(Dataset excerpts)
※
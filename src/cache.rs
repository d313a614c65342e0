use std::{collections::HashMap, sync::Arc};

use once_cell::sync::OnceCell;
use parking_lot::Mutex;

use crate::{error::Result, provenance::Digest};

/// Memoises stage results by provenance digest.
///
/// Concurrent requests for the same key share one computation; a failed or cancelled
/// computation drops its slot so that a later request retries it.
pub struct ProvenanceCache<V> {
    slots: Mutex<HashMap<Digest, Arc<OnceCell<Arc<V>>>>>,
}

impl<V> Default for ProvenanceCache<V> {
    fn default() -> Self {
        Self {
            slots: Mutex::new(HashMap::new()),
        }
    }
}

impl<V> ProvenanceCache<V> {
    pub fn new() -> Self {
        Self::default()
    }

    /// Returns the cached value, or runs `init` and caches its result. The flag is
    /// true on a cache hit.
    pub fn get_or_try_insert_with<F>(&self, key: Digest, init: F) -> Result<(Arc<V>, bool)>
    where
        F: FnOnce() -> Result<V>,
    {
        let slot = Arc::clone(self.slots.lock().entry(key).or_default());
        if let Some(value) = slot.get() {
            return Ok((Arc::clone(value), true));
        }
        let mut computed = false;
        let value = match slot.get_or_try_init(|| {
            computed = true;
            init().map(Arc::new)
        }) {
            Ok(value) => value,
            Err(err) => {
                self.discard_empty(&key, &slot);
                return Err(err);
            }
        };
        Ok((Arc::clone(value), !computed))
    }

    /// Removes a slot left empty by a failed computation unless another caller still holds it.
    fn discard_empty(&self, key: &Digest, slot: &Arc<OnceCell<Arc<V>>>) {
        let mut slots = self.slots.lock();
        let unused = slots.get(key).map_or(false, |current| {
            Arc::ptr_eq(current, slot) && current.get().is_none() && Arc::strong_count(slot) == 2
        });
        if unused {
            slots.remove(key);
        }
    }
}
use std::{fmt, fs, path::Path, str::FromStr};

use serde::{Deserialize, Serialize};

use crate::{
    compiler::MAX_COMPARISON_BITS,
    error::{PipelineError, Result},
};

/// Downstream proving scheme an artifact is compiled for.
#[derive(Debug, Clone, Copy, PartialEq, Eq, Hash, Default, Serialize, Deserialize)]
#[serde(rename_all = "kebab-case")]
pub enum ProofSystem {
    /// Spartan with a preprocessed commitment to the constraint matrices.
    #[default]
    SpartanSnark,
    /// Spartan without preprocessing; the verifier reads the matrices directly.
    SpartanNizk,
}

impl ProofSystem {
    pub fn as_str(&self) -> &'static str {
        match self {
            ProofSystem::SpartanSnark => "spartan-snark",
            ProofSystem::SpartanNizk => "spartan-nizk",
        }
    }
}

impl fmt::Display for ProofSystem {
    fn fmt(&self, f: &mut fmt::Formatter<'_>) -> fmt::Result {
        f.write_str(self.as_str())
    }
}

impl FromStr for ProofSystem {
    type Err = PipelineError;

    fn from_str(s: &str) -> Result<Self> {
        match s {
            "spartan-snark" => Ok(ProofSystem::SpartanSnark),
            "spartan-nizk" => Ok(ProofSystem::SpartanNizk),
            other => Err(PipelineError::Config(format!(
                "unknown proof system `{other}`"
            ))),
        }
    }
}

#[derive(Debug, Clone, PartialEq, Eq, Serialize, Deserialize)]
#[serde(default)]
pub struct CompilerConfig {
    /// Bit width of the integer range used by `<`, `<=`, `>` and `>=`.
    pub comparison_bits: u32,
}

impl Default for CompilerConfig {
    fn default() -> Self {
        Self {
            comparison_bits: 64,
        }
    }
}

#[derive(Debug, Clone, PartialEq, Eq, Serialize, Deserialize)]
#[serde(default)]
pub struct SetupConfig {
    pub max_constraints: usize,
}

impl Default for SetupConfig {
    fn default() -> Self {
        Self {
            max_constraints: 1 << 20,
        }
    }
}

#[derive(Debug, Clone, PartialEq, Eq, Serialize, Deserialize)]
#[serde(default)]
pub struct CacheConfig {
    pub enabled: bool,
}

impl Default for CacheConfig {
    fn default() -> Self {
        Self { enabled: true }
    }
}

#[derive(Debug, Clone, PartialEq, Eq, Serialize, Deserialize)]
#[serde(default)]
pub struct PipelineConfig {
    pub proof_system: ProofSystem,
    pub transcript_label: String,
    pub compiler: CompilerConfig,
    pub setup: SetupConfig,
    pub cache: CacheConfig,
}

impl Default for PipelineConfig {
    fn default() -> Self {
        Self {
            proof_system: ProofSystem::default(),
            transcript_label: "zk-circuit-pipeline".to_string(),
            compiler: CompilerConfig::default(),
            setup: SetupConfig::default(),
            cache: CacheConfig::default(),
        }
    }
}

impl PipelineConfig {
    pub fn from_toml_str(raw: &str) -> Result<Self> {
        let config: PipelineConfig =
            toml::from_str(raw).map_err(|e| PipelineError::Config(e.to_string()))?;
        config.validate()?;
        Ok(config)
    }

    pub fn load(path: impl AsRef<Path>) -> Result<Self> {
        let path = path.as_ref();
        let raw = fs::read_to_string(path).map_err(|e| PipelineError::io(path, e))?;
        Self::from_toml_str(&raw)
    }

    pub fn validate(&self) -> Result<()> {
        if !(1..=MAX_COMPARISON_BITS).contains(&self.compiler.comparison_bits) {
            return Err(PipelineError::Config(format!(
                "compiler.comparison_bits must be within 1..={MAX_COMPARISON_BITS}, got {}",
                self.compiler.comparison_bits
            )));
        }
        if self.setup.max_constraints == 0 {
            return Err(PipelineError::Config(
                "setup.max_constraints must be positive".to_string(),
            ));
        }
        if self.transcript_label.is_empty() {
            return Err(PipelineError::Config(
                "transcript_label must not be empty".to_string(),
            ));
        }
        Ok(())
    }
}

#[cfg(test)]
mod tests {
    use super::*;

    #[test]
    fn test_defaults() {
        let config = PipelineConfig::default();
        assert_eq!(config.proof_system, ProofSystem::SpartanSnark);
        assert_eq!(config.compiler.comparison_bits, 64);
        assert!(config.cache.enabled);
        assert!(config.validate().is_ok());
    }

    #[test]
    fn test_from_toml() {
        let config = PipelineConfig::from_toml_str(
            r#"
            proof_system = "spartan-nizk"

            [compiler]
            comparison_bits = 32

            [setup]
            max_constraints = 4096
            "#,
        )
        .unwrap();
        assert_eq!(config.proof_system, ProofSystem::SpartanNizk);
        assert_eq!(config.compiler.comparison_bits, 32);
        assert_eq!(config.setup.max_constraints, 4096);
        assert!(config.cache.enabled);
        assert_eq!(config.transcript_label, "zk-circuit-pipeline");
    }

    #[test]
    fn test_rejects_invalid_values() {
        assert!(matches!(
            PipelineConfig::from_toml_str("[compiler]\ncomparison_bits = 250"),
            Err(PipelineError::Config(_))
        ));
        assert!(matches!(
            PipelineConfig::from_toml_str("proof_system = \"groth16\""),
            Err(PipelineError::Config(_))
        ));
    }

    #[test]
    fn test_proof_system_names() {
        assert_eq!(
            "spartan-nizk".parse::<ProofSystem>().unwrap(),
            ProofSystem::SpartanNizk
        );
        assert_eq!(ProofSystem::SpartanSnark.to_string(), "spartan-snark");
        assert!("plonk".parse::<ProofSystem>().is_err());
    }
}
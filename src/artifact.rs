use std::path::Path;

use serde::{Deserialize, Serialize};
use tracing::{debug, warn};

use crate::{
    ast::Signature,
    bin_loader::{load_from_file, save_to_file},
    circuit::CompiledProgram,
    error::{PipelineError, Result, Stage},
    provenance::{Digest, Provenance},
    r1cs::{into_r1cs, R1csShape},
};

/// Abstract size of a compiled circuit.
#[derive(Debug, Clone, Copy, PartialEq, Eq, Serialize, Deserialize)]
pub struct ArtifactMetadata {
    pub num_constraints: usize,
    pub num_variables: usize,
    pub num_public_inputs: usize,
    pub num_private_arguments: usize,
    pub num_non_zero_entries: usize,
    /// Padded sizes handed to the proving system.
    pub shape: R1csShape,
}

impl ArtifactMetadata {
    pub fn of(program: &CompiledProgram) -> Self {
        let shape = into_r1cs(program).shape;
        Self {
            num_constraints: program.num_constraints(),
            num_variables: program.num_vars,
            num_public_inputs: program.num_inputs(),
            num_private_arguments: program.num_private_args(),
            num_non_zero_entries: shape.num_non_zero_entries,
            shape,
        }
    }
}

#[derive(Debug, Clone, PartialEq, Eq)]
pub struct CompiledArtifact {
    pub provenance: Provenance,
    pub contract_name: String,
    pub signature: Signature,
    pub program: CompiledProgram,
    pub metadata: ArtifactMetadata,
}

/// On-disk layout: provenance in the clear, the program as opaque bytes plus their digest.
#[derive(Debug, Serialize, Deserialize)]
struct PersistedArtifact {
    provenance: Provenance,
    program_digest: Digest,
    program_bytes: Vec<u8>,
}

#[derive(Serialize, Deserialize)]
struct ProgramPayload {
    contract_name: String,
    signature: Signature,
    program: CompiledProgram,
}

impl CompiledArtifact {
    pub fn new(
        provenance: Provenance,
        contract_name: impl Into<String>,
        signature: Signature,
        program: CompiledProgram,
    ) -> Self {
        let metadata = ArtifactMetadata::of(&program);
        Self {
            provenance,
            contract_name: contract_name.into(),
            signature,
            program,
            metadata,
        }
    }

    pub fn id(&self) -> Digest {
        self.provenance.artifact_id
    }

    pub fn name(&self) -> &str {
        &self.provenance.circuit
    }

    /// Writes the artifact atomically. A file holding the same artifact id is left as is;
    /// a file holding a different one is only replaced when `overwrite` is set.
    pub fn persist(&self, path: &Path, overwrite: bool) -> Result<()> {
        if path.exists() {
            match read_persisted(path) {
                Ok(existing) if existing.provenance.artifact_id == self.id() => {
                    debug!(path = %path.display(), "artifact already persisted");
                    return Ok(());
                }
                Ok(existing) if !overwrite => {
                    return Err(PipelineError::ArtifactConflict {
                        path: path.to_path_buf(),
                        existing: existing.provenance.artifact_id,
                        incoming: self.id(),
                    });
                }
                Err(e) if !overwrite => return Err(e),
                _ => warn!(
                    path = %path.display(),
                    artifact = %self.id(),
                    "overwriting existing artifact"
                ),
            }
        }

        let program_bytes = bincode::serialize(&ProgramPayload {
            contract_name: self.contract_name.clone(),
            signature: self.signature.clone(),
            program: self.program.clone(),
        })?;
        let persisted = PersistedArtifact {
            provenance: self.provenance.clone(),
            program_digest: Digest::of("compiled-program", &program_bytes),
            program_bytes,
        };
        save_to_file(&persisted, path)
    }

    pub fn load(path: &Path) -> Result<Self> {
        let persisted = read_persisted(path)?;
        let corrupt = |reason: String| PipelineError::CorruptArtifact {
            stage: Stage::Compilation,
            path: path.to_path_buf(),
            reason,
        };
        let payload: ProgramPayload = bincode::deserialize(&persisted.program_bytes)
            .map_err(|e| corrupt(format!("undecodable program: {e}")))?;
        payload
            .program
            .validate()
            .map_err(|e| corrupt(format!("malformed program: {e}")))?;
        Ok(Self::new(
            persisted.provenance,
            payload.contract_name,
            payload.signature,
            payload.program,
        ))
    }
}

fn read_persisted(path: &Path) -> Result<PersistedArtifact> {
    let corrupt = |reason: String| PipelineError::CorruptArtifact {
        stage: Stage::Compilation,
        path: path.to_path_buf(),
        reason,
    };
    let persisted: PersistedArtifact = load_from_file(path).map_err(|e| match e {
        PipelineError::Codec(e) => corrupt(e.to_string()),
        other => other,
    })?;
    if Digest::of("compiled-program", &persisted.program_bytes) != persisted.program_digest {
        return Err(corrupt("program digest mismatch".to_string()));
    }
    Ok(persisted)
}

#[cfg(test)]
mod tests {
    use std::fs;

    use super::*;
    use crate::{
        compiler::compile_source,
        config::ProofSystem,
        provenance::COMPILER_VERSION,
    };

    fn artifact(source: &str) -> CompiledArtifact {
        let signature = Signature::new().private_field("a").returns_field();
        let program = compile_source(source, &signature, 64).unwrap();
        let provenance = Provenance::new(
            "a_square",
            source,
            COMPILER_VERSION,
            ProofSystem::SpartanSnark,
            64,
        );
        CompiledArtifact::new(provenance, "ASquareCircuit", signature, program)
    }

    const SQUARE: &str = "def main(private field a) -> field { return a * a; }";
    const CUBE: &str = "def main(private field a) -> field { return a * a * a; }";

    #[test]
    fn test_metadata() {
        let artifact = artifact(SQUARE);
        assert_eq!(artifact.metadata.num_constraints, 3);
        assert_eq!(artifact.metadata.num_variables, 2);
        assert_eq!(artifact.metadata.num_public_inputs, 1);
        assert_eq!(artifact.metadata.num_private_arguments, 1);
        assert_eq!(artifact.metadata.shape.num_cons, 4);
    }

    #[test]
    fn test_persist_roundtrip() {
        let dir = tempfile::tempdir().unwrap();
        let path = dir.path().join("a_square.artifact");
        let artifact = artifact(SQUARE);
        artifact.persist(&path, false).unwrap();
        assert_eq!(CompiledArtifact::load(&path).unwrap(), artifact);
        // same provenance: idempotent
        artifact.persist(&path, false).unwrap();
    }

    #[test]
    fn test_persist_conflict() {
        let dir = tempfile::tempdir().unwrap();
        let path = dir.path().join("a_square.artifact");
        let square = artifact(SQUARE);
        let cube = artifact(CUBE);
        square.persist(&path, false).unwrap();

        match cube.persist(&path, false) {
            Err(PipelineError::ArtifactConflict {
                existing, incoming, ..
            }) => {
                assert_eq!(existing, square.id());
                assert_eq!(incoming, cube.id());
            }
            other => panic!("unexpected {other:?}"),
        }
        assert_eq!(CompiledArtifact::load(&path).unwrap(), square);

        cube.persist(&path, true).unwrap();
        assert_eq!(CompiledArtifact::load(&path).unwrap(), cube);
    }

    #[test]
    fn test_load_detects_corruption() {
        let dir = tempfile::tempdir().unwrap();
        let path = dir.path().join("a_square.artifact");
        artifact(SQUARE).persist(&path, false).unwrap();

        let mut bytes = fs::read(&path).unwrap();
        let last = bytes.len() - 1;
        bytes[last] ^= 0xff;
        fs::write(&path, &bytes).unwrap();
        assert!(matches!(
            CompiledArtifact::load(&path),
            Err(PipelineError::CorruptArtifact { .. })
        ));

        fs::write(&path, b"garbage").unwrap();
        assert!(matches!(
            CompiledArtifact::load(&path),
            Err(PipelineError::CorruptArtifact { .. })
        ));
    }
}
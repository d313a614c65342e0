use criterion::{black_box, criterion_group, criterion_main, BenchmarkId, Criterion};
use zk_circuit_pipeline::{
    Argument, CircuitCatalog, CompileOptions, Pipeline, PipelineConfig, ProofSystem,
};

fn sample_arguments(name: &str) -> Vec<Argument> {
    match name {
        "empty" => vec![],
        "a_square" => vec![2u64.into()],
        "only_assert" => vec![20u64.into()],
        "basic_age_check" => vec![20u64.into(), 5u64.into()],
        "basic_age_check_plus_field" | "basic_age_check_plus_field_multiple" => {
            vec![20u64.into(), 5u64.into(), 3u64.into()]
        }
        _ => vec![20u64.into(), 5u64.into(), Argument::array(1..=100)],
    }
}

fn bench_system(c: &mut Criterion, proof_system: ProofSystem) {
    let config = PipelineConfig {
        proof_system,
        ..Default::default()
    };
    let pipeline = Pipeline::new(config).unwrap();
    let catalog = CircuitCatalog::builtin();

    let mut prove = c.benchmark_group(format!("Bench Prove: Verifiable Method ({proof_system})"));
    prove.sample_size(10);
    for definition in catalog.iter() {
        let artifact = pipeline
            .compile(definition, &CompileOptions::default())
            .unwrap();
        let keys = pipeline.setup(&artifact).unwrap();
        let (witness, _) = pipeline
            .compute_witness(&artifact, &sample_arguments(&definition.name))
            .unwrap();
        prove.bench_function(BenchmarkId::new("Circuit", &definition.name), |b| {
            b.iter(|| {
                pipeline
                    .prove(black_box(&artifact), black_box(&witness), &keys.proving_key)
                    .unwrap()
            })
        });
    }
    prove.finish();

    let mut verify = c.benchmark_group(format!("Bench Verify: Verifiable Method ({proof_system})"));
    for definition in catalog.iter() {
        let run = pipeline
            .run(definition, &sample_arguments(&definition.name))
            .unwrap();
        assert!(run.verified);
        verify.bench_function(BenchmarkId::new("Circuit", &definition.name), |b| {
            b.iter(|| {
                assert!(run
                    .keys
                    .verification_key
                    .verify(black_box(&run.proof), black_box(&run.witness.public_inputs))
                    .unwrap())
            })
        });
    }
    verify.finish();
}

fn bench_snark(c: &mut Criterion) {
    bench_system(c, ProofSystem::SpartanSnark);
}

fn bench_nizk(c: &mut Criterion) {
    bench_system(c, ProofSystem::SpartanNizk);
}

criterion_group!(benches, bench_snark, bench_nizk);
criterion_main!(benches);
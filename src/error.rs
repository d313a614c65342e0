use std::{fmt, io, path::PathBuf};

use thiserror::Error;

use crate::{ast::Location, config::ProofSystem, provenance::Digest};

pub type Result<T, E = PipelineError> = std::result::Result<T, E>;

#[derive(Debug, Clone, Copy, PartialEq, Eq, Hash)]
pub enum Stage {
    Catalog,
    Compilation,
    Witness,
    Setup,
    Proof,
    Verification,
    Export,
    Deployment,
}

impl fmt::Display for Stage {
    fn fmt(&self, f: &mut fmt::Formatter<'_>) -> fmt::Result {
        let name = match self {
            Stage::Catalog => "catalog",
            Stage::Compilation => "compile",
            Stage::Witness => "witness",
            Stage::Setup => "setup",
            Stage::Proof => "prove",
            Stage::Verification => "verify",
            Stage::Export => "export",
            Stage::Deployment => "deploy",
        };
        f.write_str(name)
    }
}

/// Source-level failure reported by the parser and compiler.
#[derive(Debug, Clone, PartialEq, Eq, Error)]
#[error("{location}: {message}")]
pub struct CompilationError {
    pub location: Location,
    pub message: String,
}

impl CompilationError {
    pub fn new(location: Location, message: impl Into<String>) -> Self {
        Self {
            location,
            message: message.into(),
        }
    }
}

#[derive(Debug, Error)]
pub enum PipelineError {
    #[error("[catalog] circuit `{name}` is not registered")]
    NotFound { name: String },

    #[error("[catalog] circuit `{name}` is registered twice")]
    DuplicateCircuit { name: String },

    #[error("[compile] circuit `{circuit}`: {error}")]
    Compilation {
        circuit: String,
        #[source]
        error: CompilationError,
    },

    #[error("[compile] circuit `{circuit}` targets {requested}, backend `{backend}` does not support it")]
    UnsupportedProofSystem {
        circuit: String,
        requested: ProofSystem,
        backend: String,
    },

    #[error("[witness] circuit `{circuit}`: {message}")]
    Arity { circuit: String, message: String },

    #[error("[witness] circuit `{circuit}`: {message}")]
    Range { circuit: String, message: String },

    #[error("[witness] circuit `{circuit}`: assertion `{assertion}` at {location} does not hold")]
    ConstraintViolation {
        circuit: String,
        location: Location,
        assertion: String,
    },

    #[error("[setup] circuit `{circuit}` has {constraints} constraints, capacity is {capacity}")]
    Setup {
        circuit: String,
        constraints: usize,
        capacity: usize,
    },

    #[error("[{stage}] {what} was derived from artifact {found}, expected {expected}")]
    ProvenanceMismatch {
        stage: Stage,
        what: &'static str,
        expected: Digest,
        found: Digest,
    },

    #[error("[{stage}] malformed input: {message}")]
    MalformedInput { stage: Stage, message: String },

    #[error("[{stage}] circuit `{circuit}` was cancelled")]
    Cancelled { stage: Stage, circuit: String },

    #[error("[compile] {} already holds artifact {existing}, refusing to replace it with {incoming}", .path.display())]
    ArtifactConflict {
        path: PathBuf,
        existing: Digest,
        incoming: Digest,
    },

    #[error("[{stage}] {} is not a valid artifact: {reason}", .path.display())]
    CorruptArtifact {
        stage: Stage,
        path: PathBuf,
        reason: String,
    },

    #[error("invalid configuration: {0}")]
    Config(String),

    #[error("[{stage}] circuit `{circuit}`: backend failure: {message}")]
    Backend {
        stage: Stage,
        circuit: String,
        message: String,
    },

    #[error("i/o error on {}: {source}", .path.display())]
    Io {
        path: PathBuf,
        #[source]
        source: io::Error,
    },

    #[error("encoding error: {0}")]
    Codec(#[from] bincode::Error),
}

impl PipelineError {
    pub fn io(path: impl Into<PathBuf>, source: io::Error) -> Self {
        PipelineError::Io {
            path: path.into(),
            source,
        }
    }

    pub fn stage(&self) -> Option<Stage> {
        match self {
            PipelineError::NotFound { .. } | PipelineError::DuplicateCircuit { .. } => {
                Some(Stage::Catalog)
            }
            PipelineError::Compilation { .. }
            | PipelineError::UnsupportedProofSystem { .. }
            | PipelineError::ArtifactConflict { .. } => Some(Stage::Compilation),
            PipelineError::Arity { .. }
            | PipelineError::Range { .. }
            | PipelineError::ConstraintViolation { .. } => Some(Stage::Witness),
            PipelineError::Setup { .. } => Some(Stage::Setup),
            PipelineError::ProvenanceMismatch { stage, .. }
            | PipelineError::MalformedInput { stage, .. }
            | PipelineError::Cancelled { stage, .. }
            | PipelineError::CorruptArtifact { stage, .. }
            | PipelineError::Backend { stage, .. } => Some(*stage),
            PipelineError::Config(_) | PipelineError::Io { .. } | PipelineError::Codec(_) => {
                None
            }
        }
    }

    /// An assertion inside the circuit rejected otherwise well-formed inputs.
    pub fn is_constraint_violation(&self) -> bool {
        matches!(self, PipelineError::ConstraintViolation { .. })
    }

    pub fn is_cancelled(&self) -> bool {
        matches!(self, PipelineError::Cancelled { .. })
    }
}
※
Report, from the entries above, each line where "CacheConfig" is found.

Result.
pub struct CacheConfig {
impl Default for CacheConfig {
    pub cache: CacheConfig,
            cache: CacheConfig::default(),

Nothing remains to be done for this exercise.